- Gender and Relationships
What is Friendship?
The Internet and the sexes differ
I recently read that people are relying less on friends and more on themselves, love interests, and family. Whatever happened to true friendship? It is one of the many things that I think about on my off time, which has been plenty, lol.
I start with blaming the internet. How many people get on sites like Facebook and Myspace and set about collecting the most people they can, so they can look important or popular? Not so much on Facebook, but I can remember when I first started on Myspace that I was always hit with people that just happened to be in Virginia and wanted to friend me. I didn't understand totally why? Most, I came to learn, never talked to me. Why do you add someone if you have no intention of talking to them? I have since been better about who I add, but it made me realize just how self-centered a lot of people have become. I more went on the social networking sites to meet people, and maybe be friends OUTSIDE of the net. It would have been okay if that was where a lot of the communication normally came from, but I wanted people that would want to talk to me every blue moon on the phone and every so often say let's go to a movie or let's go drink overpriced (but good lol) coffee and talk. You can't be close friends without seeing someone ever so often. Why do you think most long distance relationship don't work?
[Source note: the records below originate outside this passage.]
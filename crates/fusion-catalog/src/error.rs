//! Catalog error types.

use std::path::PathBuf;

use fusion_models::MAX_CHARACTERS;
use thiserror::Error;

/// Result type for catalog operations.
pub type CatalogResult<T> = Result<T, CatalogError>;

/// Errors raised while aggregating, resolving or materializing.
///
/// Only [`CatalogError::is_fatal`] errors abort a run; everything else is
/// reported for the offending unit and the run continues.
#[derive(Debug, Error)]
pub enum CatalogError {
    #[error("Character capacity exceeded: cannot create more than {} characters", MAX_CHARACTERS)]
    CapacityExceeded,

    #[error("Entity name '{0}' is empty after normalization")]
    EmptyName(String),

    #[error("Malformed document {path}: {reason}")]
    MalformedDocument { path: PathBuf, reason: String },

    #[error("Malformed character table row {line}: {reason}")]
    MalformedRow { line: u64, reason: String },

    #[error("Unreadable character table {path}: {reason}")]
    MalformedTable { path: PathBuf, reason: String },

    #[error("Thread pool error: {0}")]
    ThreadPool(String),

    #[error("IO error: {0}")]
    Io(#[from] std::io::Error),

    #[error("JSON error: {0}")]
    Json(#[from] serde_json::Error),

    #[error("CSV error: {0}")]
    Csv(#[from] csv::Error),
}

impl CatalogError {
    pub fn malformed_document(path: impl Into<PathBuf>, reason: impl Into<String>) -> Self {
        Self::MalformedDocument {
            path: path.into(),
            reason: reason.into(),
        }
    }

    pub fn malformed_row(line: u64, reason: impl Into<String>) -> Self {
        Self::MalformedRow {
            line,
            reason: reason.into(),
        }
    }

    pub fn malformed_table(path: impl Into<PathBuf>, reason: impl Into<String>) -> Self {
        Self::MalformedTable {
            path: path.into(),
            reason: reason.into(),
        }
    }

    /// Whether this error must abort the run.
    ///
    /// Exhausting the id space is an invariant violation. An unreadable table
    /// header would otherwise renumber every character and overwrite the
    /// table, so it aborts as well.
    pub fn is_fatal(&self) -> bool {
        matches!(
            self,
            CatalogError::CapacityExceeded | CatalogError::MalformedTable { .. }
        )
    }
}
//! Shared data models for the FusionClip pipeline.
//!
//! This crate provides Serde-serializable types for:
//! - Analysis documents written by the AI scene-detection stage
//! - Final scene documents written by the cutting stage
//! - Canonical characters and their appearances
//! - Timestamps and channel names

pub mod analysis;
pub mod channel;
pub mod character;
pub mod flag;
pub mod scene;
pub mod timestamp;

// Re-export common types
pub use analysis::{AnalysisDocument, CostBreakdown, DetectedScene, TokenPricing, TokenUsage};
pub use channel::{channel_name, ChannelNameError};
pub use character::{Appearance, Character, CharacterId, CharacterIdError, MAX_CHARACTERS};
pub use flag::Flag;
pub use scene::{FinalDocument, SceneRecord};
pub use timestamp::{format_seconds, parse_timestamp, TimestampError};
//! Entity name normalization and similarity.

use rapidfuzz::fuzz;

/// Normalize a raw entity name for matching.
///
/// Lowercases and drops every character that is not alphanumeric or `_`, so
/// `"Mr. Fox-Bear"` and `"mr foxbear"` collapse to the same key.
pub fn normalize_name(name: &str) -> String {
    name.to_lowercase()
        .chars()
        .filter(|c| c.is_alphanumeric() || *c == '_')
        .collect()
}

/// Indel similarity of two names, rounded to a whole number on a 0..=100 scale.
///
/// Scores `2 * matches / (len_a + len_b)`, so a name contained in a longer
/// one still scores by its share of both lengths: `"bear"` vs `"polarbear"`
/// is 62.
pub fn similarity(a: &str, b: &str) -> f64 {
    (fuzz::ratio(a.chars(), b.chars()) * 100.0).round_ties_even()
}
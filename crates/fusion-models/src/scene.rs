//! Scene records produced by the cutting stage.

use schemars::JsonSchema;
use serde::{Deserialize, Serialize};
use std::path::Path;

use crate::Flag;

/// One detected fusion event, cut into its own clip.
///
/// Serialized with the field names of the per-video final documents, so
/// `clip_name` appears as `"name"` and `duration` as `"total time"`.
#[derive(Debug, Clone, PartialEq, Serialize, Deserialize, JsonSchema)]
pub struct SceneRecord {
    /// Path of the cut clip as written by the cutter
    #[serde(rename = "name")]
    pub clip_name: String,

    /// Raw entity names, usually two
    #[serde(rename = "original_entities", default)]
    pub entities: Vec<String>,

    /// Description of the fused entity
    #[serde(default, skip_serializing_if = "Option::is_none")]
    pub fused_result: Option<String>,

    /// Clip duration in seconds
    #[serde(rename = "total time", default)]
    pub duration: f64,

    #[serde(default)]
    pub description: String,

    #[serde(rename = "watermark", default)]
    #[schemars(with = "String")]
    pub watermark_flag: Flag,

    /// Absent in documents written before on-screen text detection existed
    #[serde(rename = "other_texts", default)]
    #[schemars(with = "String")]
    pub extra_text_flag: Flag,
}

impl SceneRecord {
    /// Base filename of the clip (`static/a/cut/x-1.mp4` -> `x-1.mp4`).
    pub fn file_name(&self) -> &str {
        Path::new(&self.clip_name)
            .file_name()
            .and_then(|n| n.to_str())
            .unwrap_or(&self.clip_name)
    }
}

/// Per-video final document (`{video}-final.json`), also the shape of the
/// merged channel document.
#[derive(Debug, Clone, Default, PartialEq, Serialize, Deserialize, JsonSchema)]
pub struct FinalDocument {
    pub scenes: Vec<SceneRecord>,
}

impl FinalDocument {
    pub fn new(scenes: Vec<SceneRecord>) -> Self {
        Self { scenes }
    }
}

#[cfg(test)]
mod tests {
    use super::*;

    #[test]
    fn test_scene_record_from_final_json() {
        let json = r#"{
            "name": "static/wild/cut/7301-2.mp4",
            "original_entities": ["Fox", "Bear"],
            "total time": 4.5,
            "description": "A fox and a bear merge",
            "watermark": "no",
            "other_texts": "yes"
        }"#;

        let scene: SceneRecord = serde_json::from_str(json).unwrap();
        assert_eq!(scene.clip_name, "static/wild/cut/7301-2.mp4");
        assert_eq!(scene.file_name(), "7301-2.mp4");
        assert_eq!(scene.entities, vec!["Fox", "Bear"]);
        assert_eq!(scene.watermark_flag, Flag::No);
        assert_eq!(scene.extra_text_flag, Flag::Yes);
        assert!(scene.fused_result.is_none());
    }

    #[test]
    fn test_legacy_record_without_other_texts() {
        let json = r#"{"name": "a-1.mp4", "original_entities": [], "total time": 2, "description": "", "watermark": ""}"#;

        let scene: SceneRecord = serde_json::from_str(json).unwrap();
        assert_eq!(scene.extra_text_flag, Flag::Unknown);
        assert_eq!(scene.watermark_flag, Flag::Unknown);
    }

    #[test]
    fn test_serialized_field_names() {
        let doc = FinalDocument::new(vec![SceneRecord {
            clip_name: "a-1.mp4".to_string(),
            entities: vec!["Owl".to_string()],
            fused_result: None,
            duration: 1.0,
            description: String::new(),
            watermark_flag: Flag::Yes,
            extra_text_flag: Flag::No,
        }]);

        let value = serde_json::to_value(&doc).unwrap();
        let scene = &value["scenes"][0];
        assert_eq!(scene["name"], "a-1.mp4");
        assert_eq!(scene["total time"], 1.0);
        assert_eq!(scene["watermark"], "yes");
        assert_eq!(scene["other_texts"], "no");
        assert!(scene.get("fused_result").is_none());
    }

    #[test]
    fn test_document_schema_names_wire_fields() {
        let schema = schemars::schema_for!(FinalDocument);
        let json = serde_json::to_string(&schema).unwrap();
        assert!(json.contains("total time"));
        assert!(json.contains("original_entities"));
    }
}
//! Cut planning and clip extraction.
//!
//! The model reports one start timestamp per fusion scene. A scene runs until
//! shortly before the next scene starts; the last scene runs to the end of
//! the source. Start times of later scenes are nudged forward because the
//! model tends to report the moment the two entities first appear, a beat
//! before the cut.

use std::path::{Path, PathBuf};

use tracing::{debug, info};

use fusion_models::{format_seconds, parse_timestamp, DetectedScene, TimestampError};

use crate::command::{FfmpegCommand, FfmpegRunner};
use crate::error::MediaResult;

/// Sources shorter than this get no start offset.
pub const SHORT_VIDEO_SECS: f64 = 30.0;

/// Offset added to the start of every scene after the first.
pub const SCENE_START_OFFSET_SECS: f64 = 0.5;

/// Gap left between a scene's end and the next scene's start.
pub const SCENE_END_GAP_SECS: f64 = 1.0;

/// Container extension of every cut clip.
pub const CLIP_EXTENSION: &str = "mp4";

/// Subdirectory of the cut directory for clips with on-screen text.
pub const INVALID_DIR: &str = "invalid";

/// One clip to extract from a source video.
#[derive(Debug, Clone, PartialEq)]
pub struct CutPlan {
    /// 1-based position of the scene in the analysis document
    pub index: usize,
    pub scene: DetectedScene,
    pub start_secs: f64,
    pub end_secs: f64,
    /// File name of the clip, `{video}-{index}.mp4`
    pub file_name: String,
}

impl CutPlan {
    pub fn duration(&self) -> f64 {
        self.end_secs - self.start_secs
    }

    /// Scenes flagged with on-screen text are kept out of the main cut directory.
    pub fn is_invalid(&self) -> bool {
        self.scene.other_texts.is_yes()
    }

    /// Where this clip is written below `cut_dir`.
    pub fn output_path(&self, cut_dir: &Path) -> PathBuf {
        if self.is_invalid() {
            cut_dir.join(INVALID_DIR).join(&self.file_name)
        } else {
            cut_dir.join(&self.file_name)
        }
    }
}

/// Why a scene could not be planned.
#[derive(Debug, Clone, PartialEq)]
pub enum SkipReason {
    InvalidTimestamp(TimestampError),
    EmptyRange { start_secs: f64, end_secs: f64 },
}

impl std::fmt::Display for SkipReason {
    fn fmt(&self, f: &mut std::fmt::Formatter<'_>) -> std::fmt::Result {
        match self {
            SkipReason::InvalidTimestamp(e) => write!(f, "invalid timestamp: {}", e),
            SkipReason::EmptyRange { start_secs, end_secs } => {
                write!(
                    f,
                    "empty range {}..{}",
                    format_seconds(*start_secs),
                    format_seconds(*end_secs)
                )
            }
        }
    }
}

#[derive(Debug, Clone, PartialEq)]
pub struct SkippedScene {
    pub index: usize,
    pub reason: SkipReason,
}

/// Result of planning one source video.
#[derive(Debug, Clone, Default, PartialEq)]
pub struct CutSchedule {
    pub plans: Vec<CutPlan>,
    pub skipped: Vec<SkippedScene>,
}

/// Clip file name for scene `index` (1-based) of `video_stem`.
pub fn clip_file_name(video_stem: &str, index: usize) -> String {
    format!("{}-{}.{}", video_stem, index, CLIP_EXTENSION)
}

/// Plan the clips of one source video.
///
/// Scenes with an unparsable timestamp are skipped and do not bound their
/// neighbours; scenes whose range collapses are skipped too.
pub fn plan_cuts(video_stem: &str, scenes: &[DetectedScene], video_duration: f64) -> CutSchedule {
    let mut schedule = CutSchedule::default();
    let apply_offset = video_duration >= SHORT_VIDEO_SECS;

    let mut starts: Vec<(usize, f64)> = Vec::with_capacity(scenes.len());
    for (idx, scene) in scenes.iter().enumerate() {
        match parse_timestamp(&scene.time) {
            Ok(raw) => {
                let start = if apply_offset && idx > 0 {
                    raw + SCENE_START_OFFSET_SECS
                } else {
                    raw
                };
                starts.push((idx, start));
            }
            Err(e) => schedule.skipped.push(SkippedScene {
                index: idx + 1,
                reason: SkipReason::InvalidTimestamp(e),
            }),
        }
    }

    for (pos, &(idx, start_secs)) in starts.iter().enumerate() {
        let end_secs = match starts.get(pos + 1) {
            Some(&(_, next_start)) => (next_start - SCENE_END_GAP_SECS).min(video_duration),
            None => video_duration,
        };

        if end_secs <= start_secs {
            schedule.skipped.push(SkippedScene {
                index: idx + 1,
                reason: SkipReason::EmptyRange { start_secs, end_secs },
            });
            continue;
        }

        schedule.plans.push(CutPlan {
            index: idx + 1,
            scene: scenes[idx].clone(),
            start_secs,
            end_secs,
            file_name: clip_file_name(video_stem, idx + 1),
        });
    }

    schedule.skipped.sort_by_key(|s| s.index);
    schedule
}

/// Extract one planned clip from `source` into `output`, re-encoding with
/// H.264/AAC.
pub async fn cut_clip(
    source: &Path,
    plan: &CutPlan,
    output: &Path,
    runner: &FfmpegRunner,
) -> MediaResult<()> {
    if let Some(parent) = output.parent() {
        tokio::fs::create_dir_all(parent).await?;
    }

    info!(
        source = %source.display(),
        output = %output.display(),
        start = %format_seconds(plan.start_secs),
        duration_secs = plan.duration(),
        "Cutting clip"
    );

    let cmd = FfmpegCommand::new(source, output)
        .seek(plan.start_secs)
        .duration(plan.duration())
        .video_codec("libx264")
        .audio_codec("aac");

    let total_ms = (plan.duration() * 1000.0) as i64;
    let clip = plan.file_name.clone();
    runner
        .run_with_progress(&cmd, move |progress| {
            debug!(clip = %clip, percent = progress.percentage(total_ms), "Cut progress");
        })
        .await
}

#[cfg(test)]
mod tests {
    use super::*;
    use fusion_models::Flag;

    fn scene(time: &str) -> DetectedScene {
        DetectedScene {
            text: String::new(),
            time: time.to_string(),
            original_entities: vec!["Fox".to_string(), "Bear".to_string()],
            fused_result: String::new(),
            watermark: Flag::No,
            other_texts: Flag::No,
        }
    }

    #[test]
    fn test_plan_long_video_applies_offsets() {
        let scenes = vec![scene("00:00"), scene("00:10"), scene("00:20.500")];
        let schedule = plan_cuts("7301", &scenes, 40.0);

        assert!(schedule.skipped.is_empty());
        let plans = &schedule.plans;
        assert_eq!(plans.len(), 3);

        assert_eq!(plans[0].start_secs, 0.0);
        assert_eq!(plans[0].end_secs, 9.5);
        assert_eq!(plans[1].start_secs, 10.5);
        assert_eq!(plans[1].end_secs, 20.0);
        assert_eq!(plans[2].start_secs, 21.0);
        assert_eq!(plans[2].end_secs, 40.0);
        assert_eq!(plans[2].file_name, "7301-3.mp4");
    }

    #[test]
    fn test_plan_short_video_has_no_offset() {
        let scenes = vec![scene("00:00"), scene("00:08")];
        let schedule = plan_cuts("short", &scenes, 20.0);

        assert_eq!(schedule.plans[1].start_secs, 8.0);
        assert_eq!(schedule.plans[0].end_secs, 7.0);
    }

    #[test]
    fn test_plan_skips_bad_timestamp_and_keeps_numbering() {
        let scenes = vec![scene("00:00"), scene("soon"), scene("00:12")];
        let schedule = plan_cuts("v", &scenes, 35.0);

        assert_eq!(schedule.skipped.len(), 1);
        assert_eq!(schedule.skipped[0].index, 2);
        assert!(matches!(schedule.skipped[0].reason, SkipReason::InvalidTimestamp(_)));

        assert_eq!(schedule.plans.len(), 2);
        assert_eq!(schedule.plans[0].end_secs, 11.5);
        assert_eq!(schedule.plans[1].file_name, "v-3.mp4");
    }

    #[test]
    fn test_plan_skips_collapsed_range() {
        let scenes = vec![scene("00:05"), scene("00:05.200")];
        let schedule = plan_cuts("v", &scenes, 10.0);

        assert_eq!(schedule.plans.len(), 1);
        assert_eq!(schedule.plans[0].index, 2);
        assert!(matches!(schedule.skipped[0].reason, SkipReason::EmptyRange { .. }));
    }

    #[test]
    fn test_skip_reason_shows_clock_times() {
        let reason = SkipReason::EmptyRange {
            start_secs: 65.0,
            end_secs: 64.5,
        };
        assert_eq!(reason.to_string(), "empty range 00:01:05..00:01:04.500");
    }

    #[test]
    fn test_invalid_scene_goes_to_invalid_dir() {
        let mut flagged = scene("00:00");
        flagged.other_texts = Flag::Yes;
        let schedule = plan_cuts("v", &[flagged], 10.0);

        let path = schedule.plans[0].output_path(Path::new("/data/cut"));
        assert_eq!(path, Path::new("/data/cut/invalid/v-1.mp4"));
    }
}
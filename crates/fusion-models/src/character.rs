//! Canonical character identities.

use serde::{Deserialize, Serialize};
use std::collections::BTreeSet;
use std::fmt;
use std::str::FromStr;

use thiserror::Error;

/// Size of the identifier space (`001`..=`999`).
pub const MAX_CHARACTERS: u16 = 999;

/// Stable identifier of a character, rendered as a 3-digit zero-padded string.
///
/// Fixed width means lexicographic and numeric order agree, which the pairing
/// filenames rely on.
#[derive(Debug, Clone, Copy, PartialEq, Eq, PartialOrd, Ord, Hash, Serialize, Deserialize)]
#[serde(try_from = "String", into = "String")]
pub struct CharacterId(u16);

/// Error parsing a character id.
#[derive(Debug, Clone, PartialEq, Eq, Error)]
pub enum CharacterIdError {
    #[error("Character id is not a number: {0}")]
    NotNumeric(String),

    #[error("Character id {0} is outside 001..=999")]
    OutOfRange(u32),
}

impl CharacterId {
    /// Create an id from its numeric value (1..=999).
    pub fn new(value: u16) -> Option<Self> {
        (1..=MAX_CHARACTERS).contains(&value).then_some(Self(value))
    }

    pub fn value(&self) -> u16 {
        self.0
    }

    /// The id that follows this one, if the id space is not exhausted.
    pub fn next(&self) -> Option<Self> {
        Self::new(self.0 + 1)
    }
}

impl FromStr for CharacterId {
    type Err = CharacterIdError;

    /// Accepts padded (`"007"`) and legacy unpadded (`"7"`) forms.
    fn from_str(s: &str) -> Result<Self, Self::Err> {
        let s = s.trim();
        let value: u32 = s
            .parse()
            .map_err(|_| CharacterIdError::NotNumeric(s.to_string()))?;
        u16::try_from(value)
            .ok()
            .and_then(Self::new)
            .ok_or(CharacterIdError::OutOfRange(value))
    }
}

impl TryFrom<String> for CharacterId {
    type Error = CharacterIdError;

    fn try_from(s: String) -> Result<Self, Self::Error> {
        s.parse()
    }
}

impl From<CharacterId> for String {
    fn from(id: CharacterId) -> Self {
        id.to_string()
    }
}

impl fmt::Display for CharacterId {
    fn fmt(&self, f: &mut fmt::Formatter<'_>) -> fmt::Result {
        write!(f, "{:03}", self.0)
    }
}

/// A canonical entity identity.
#[derive(Debug, Clone, PartialEq, Eq, Serialize, Deserialize)]
pub struct Character {
    pub id: CharacterId,

    /// First raw spelling seen, kept for display
    pub canonical_name: String,

    /// Normalized spellings known to map to this identity
    pub variations: BTreeSet<String>,
}

/// A (character, clip) membership fact.
#[derive(Debug, Clone, PartialEq, Eq, Hash, Serialize, Deserialize)]
pub struct Appearance {
    pub character_id: CharacterId,
    pub clip_name: String,
}

impl Appearance {
    pub fn new(character_id: CharacterId, clip_name: impl Into<String>) -> Self {
        Self {
            character_id,
            clip_name: clip_name.into(),
        }
    }
}

#[cfg(test)]
mod tests {
    use super::*;

    #[test]
    fn test_character_id_display_is_zero_padded() {
        assert_eq!(CharacterId::new(1).unwrap().to_string(), "001");
        assert_eq!(CharacterId::new(42).unwrap().to_string(), "042");
        assert_eq!(CharacterId::new(999).unwrap().to_string(), "999");
    }

    #[test]
    fn test_character_id_range() {
        assert!(CharacterId::new(0).is_none());
        assert!(CharacterId::new(1000).is_none());
        assert!(CharacterId::new(999).unwrap().next().is_none());
    }

    #[test]
    fn test_character_id_parse_legacy_forms() {
        assert_eq!("007".parse::<CharacterId>().unwrap().value(), 7);
        assert_eq!("7".parse::<CharacterId>().unwrap().value(), 7);
        assert!(matches!(
            "abc".parse::<CharacterId>(),
            Err(CharacterIdError::NotNumeric(_))
        ));
        assert!(matches!(
            "1000".parse::<CharacterId>(),
            Err(CharacterIdError::OutOfRange(1000))
        ));
    }

    #[test]
    fn test_string_order_matches_numeric_order() {
        let nine = CharacterId::new(9).unwrap();
        let ten = CharacterId::new(10).unwrap();
        assert!(nine < ten);
        assert!(nine.to_string() < ten.to_string());
    }

    #[test]
    fn test_character_id_serde() {
        let id = CharacterId::new(12).unwrap();
        assert_eq!(serde_json::to_string(&id).unwrap(), "\"012\"");
        let back: CharacterId = serde_json::from_str("\"012\"").unwrap();
        assert_eq!(back, id);
    }
}
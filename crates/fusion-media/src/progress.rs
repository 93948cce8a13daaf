//! FFmpeg progress parsing.

use serde::{Deserialize, Serialize};

/// Progress information from FFmpeg.
#[derive(Debug, Clone, Default, Serialize, Deserialize)]
pub struct FfmpegProgress {
    /// Current frame number
    pub frame: u64,
    /// Output time in milliseconds
    pub out_time_ms: i64,
    /// Encoding speed (e.g., 1.5 = 1.5x realtime)
    pub speed: f64,
    /// Whether encoding is complete
    pub is_complete: bool,
}

impl FfmpegProgress {
    /// Calculate progress percentage given total duration in milliseconds.
    pub fn percentage(&self, total_duration_ms: i64) -> f64 {
        if total_duration_ms <= 0 {
            return 0.0;
        }
        ((self.out_time_ms as f64 / total_duration_ms as f64) * 100.0).min(100.0)
    }

    /// Apply one `key=value` line of `-progress` output.
    ///
    /// Returns a snapshot whenever a `progress=` line closes a block.
    pub fn apply_line(&mut self, line: &str) -> Option<FfmpegProgress> {
        let (key, value) = line.trim().split_once('=')?;

        match key {
            "out_time_us" => {
                if let Ok(us) = value.parse::<i64>() {
                    self.out_time_ms = us / 1000;
                }
            }
            "frame" => {
                if let Ok(frame) = value.parse() {
                    self.frame = frame;
                }
            }
            "speed" => {
                if let Some(speed) = value.strip_suffix('x').and_then(|s| s.trim().parse().ok()) {
                    self.speed = speed;
                }
            }
            "progress" => {
                self.is_complete = value == "end";
                return Some(self.clone());
            }
            _ => {}
        }

        None
    }
}
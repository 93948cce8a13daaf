//! Fusion clip worker binary.

use std::path::PathBuf;

use clap::Parser;
use tracing::{error, info};
use tracing_subscriber::{fmt, prelude::*, EnvFilter};

use fusion_worker::{ChannelRunner, WorkerConfig};

/// Cut fusion scenes of a TikTok channel and deliver the paired clips.
#[derive(Parser, Debug)]
#[command(name = "fusion-worker")]
#[command(version)]
struct Cli {
    /// Channel name, `@name` or channel URL
    #[arg(env = "FUSION_CHANNEL")]
    channel: String,

    /// Root of all channel directories
    #[arg(long)]
    data_dir: Option<PathBuf>,

    /// Fuzzy entity match threshold (0-100)
    #[arg(long)]
    threshold: Option<f64>,

    /// Only post-process clips that already exist
    #[arg(long)]
    skip_cut: bool,

    /// Threads copying paired clips
    #[arg(long)]
    copy_parallel: Option<usize>,
}

impl Cli {
    fn apply(&self, mut config: WorkerConfig) -> WorkerConfig {
        if let Some(dir) = &self.data_dir {
            config.data_dir = dir.clone();
        }
        if let Some(threshold) = self.threshold {
            config.fuzzy_threshold = threshold;
        }
        if let Some(threads) = self.copy_parallel {
            config.copy_parallelism = threads;
        }
        config.skip_cut |= self.skip_cut;
        config
    }
}

fn init_tracing() {
    let use_json = std::env::var("LOG_FORMAT")
        .map(|v| v.to_lowercase() == "json")
        .unwrap_or(false);

    let env_filter =
        EnvFilter::try_from_default_env().unwrap_or_else(|_| EnvFilter::new("fusion=info"));

    if use_json {
        tracing_subscriber::registry()
            .with(fmt::layer().json())
            .with(env_filter)
            .init();
    } else {
        tracing_subscriber::registry()
            .with(
                fmt::layer()
                    .with_ansi(true)
                    .with_target(true)
                    .with_thread_ids(false)
                    .with_file(false)
                    .with_line_number(false),
            )
            .with(env_filter)
            .init();
    }
}

#[tokio::main]
async fn main() {
    dotenvy::dotenv().ok();
    init_tracing();

    let cli = Cli::parse();
    info!("Starting fusion-worker");

    let config = cli.apply(WorkerConfig::from_env());
    info!("Worker config: {:?}", config);

    let runner = match ChannelRunner::new(config, &cli.channel) {
        Ok(runner) => runner,
        Err(e) => {
            error!("Failed to start run: {}", e);
            std::process::exit(e.exit_code());
        }
    };

    if let Err(e) = runner.run().await {
        error!(channel = %runner.layout().channel(), "Run aborted: {}", e);
        std::process::exit(e.exit_code());
    }

    info!("Worker finished");
}
//! On-disk layout of one channel.

use std::io;
use std::path::{Path, PathBuf};

/// Paths of every stage's inputs and outputs for one channel.
///
/// ```text
/// {root}/{channel}/src/                   source videos
/// {root}/{channel}/json/{v}-result.json   analysis documents
/// {root}/{channel}/cut/{v}-{n}.mp4        cut clips
/// {root}/{channel}/final/{v}-final.json   final documents
/// {root}/{channel}/FUSION.json            merged scenes
/// {root}/{channel}/CHARACTERS.csv         character table
/// {root}/{channel}/CHARACTERS_FINAL.csv   report table
/// {root}/{channel}/FUSION/                delivery directory
/// ```
#[derive(Debug, Clone, PartialEq, Eq)]
pub struct ChannelLayout {
    channel: String,
    root: PathBuf,
}

impl ChannelLayout {
    pub fn new(data_dir: impl AsRef<Path>, channel: impl Into<String>) -> Self {
        let channel = channel.into();
        let root = data_dir.as_ref().join(&channel);
        Self { channel, root }
    }

    pub fn channel(&self) -> &str {
        &self.channel
    }

    pub fn root(&self) -> &Path {
        &self.root
    }

    pub fn source_dir(&self) -> PathBuf {
        self.root.join("src")
    }

    pub fn analysis_dir(&self) -> PathBuf {
        self.root.join("json")
    }

    pub fn cut_dir(&self) -> PathBuf {
        self.root.join("cut")
    }

    pub fn final_dir(&self) -> PathBuf {
        self.root.join("final")
    }

    pub fn delivery_dir(&self) -> PathBuf {
        self.root.join("FUSION")
    }

    pub fn merged_path(&self) -> PathBuf {
        self.root.join("FUSION.json")
    }

    pub fn characters_path(&self) -> PathBuf {
        self.root.join("CHARACTERS.csv")
    }

    pub fn report_path(&self) -> PathBuf {
        self.root.join("CHARACTERS_FINAL.csv")
    }

    pub fn mapping_path(&self) -> PathBuf {
        self.delivery_dir().join("MAPPING.json")
    }

    pub fn summary_path(&self) -> PathBuf {
        self.root.join("RUN_SUMMARY.json")
    }

    pub fn analysis_path(&self, video_stem: &str) -> PathBuf {
        self.analysis_dir().join(format!("{}-result.json", video_stem))
    }

    pub fn final_path(&self, video_stem: &str) -> PathBuf {
        self.final_dir().join(format!("{}-final.json", video_stem))
    }

    /// Create every directory of the layout. Idempotent.
    pub fn ensure_dirs(&self) -> io::Result<()> {
        for dir in [
            self.source_dir(),
            self.analysis_dir(),
            self.cut_dir(),
            self.final_dir(),
            self.delivery_dir(),
        ] {
            std::fs::create_dir_all(dir)?;
        }
        Ok(())
    }
}

#[cfg(test)]
mod tests {
    use super::*;
    use tempfile::TempDir;

    #[test]
    fn test_layout_paths() {
        let layout = ChannelLayout::new("static", "wildfusionai");

        assert_eq!(layout.cut_dir(), Path::new("static/wildfusionai/cut"));
        assert_eq!(
            layout.final_path("7301"),
            Path::new("static/wildfusionai/final/7301-final.json")
        );
        assert_eq!(
            layout.mapping_path(),
            Path::new("static/wildfusionai/FUSION/MAPPING.json")
        );
    }

    #[test]
    fn test_ensure_dirs_is_idempotent() {
        let dir = TempDir::new().unwrap();
        let layout = ChannelLayout::new(dir.path(), "chan");

        layout.ensure_dirs().unwrap();
        layout.ensure_dirs().unwrap();

        assert!(layout.final_dir().is_dir());
        assert!(layout.delivery_dir().is_dir());
    }
}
Look, the internet, for the most part, was a great invention, but I think people rely on this and texting too much. I know there are cases where people can't meet ever or often. My sister had a great friendship with someone from Kansas and they never met, but they talked to each other like they knew each other for decades and every night pretty much. My sister didn't miss her any less when she passed away in December of 2008. I know people can connect with the just the phone or the net, but you have to have two willing people to make it work.
I also think men see friendship as different then women do, in many cases. Austrian philosopher Otto Weininger, though many now call him a sexist pig lol, to put it in easy words, said that men usually don't friend women that they don't at least see a possibility of having sex with. As a girl that has and does friend men more than women, it kinda made me laugh. I thought back especially on the men when I was in school and realized there was something to that statement. My sister laughed when I told her that. Most of the guys I was buddy buddy with seemed to admit at some point that they liked me and for whatever reason didn't or couldn't or wouldn't date me. Women need to have someone to talk to as a way to feel better. Men I have always seen don't need that as much. My thought is, why do you want to call someone your friend, if you don't want to see how a person reacts to you when you say something and vice versa?
Maybe I am odd, I just want to be able to occasionally see and talk to people I care about, I will never say I am perfect in this area, the internet is an easy thing to rely on, but you can't always feel a human connection or truly know someone when you have a computer screen between the two of you. So how should friendship really be defined?
I guess I have more ponderings here. I might need to revisit this. This thought stream has been going on recently in my head because of dealings with someone and you can only make yourself so crazy, keeping it in your head, lol.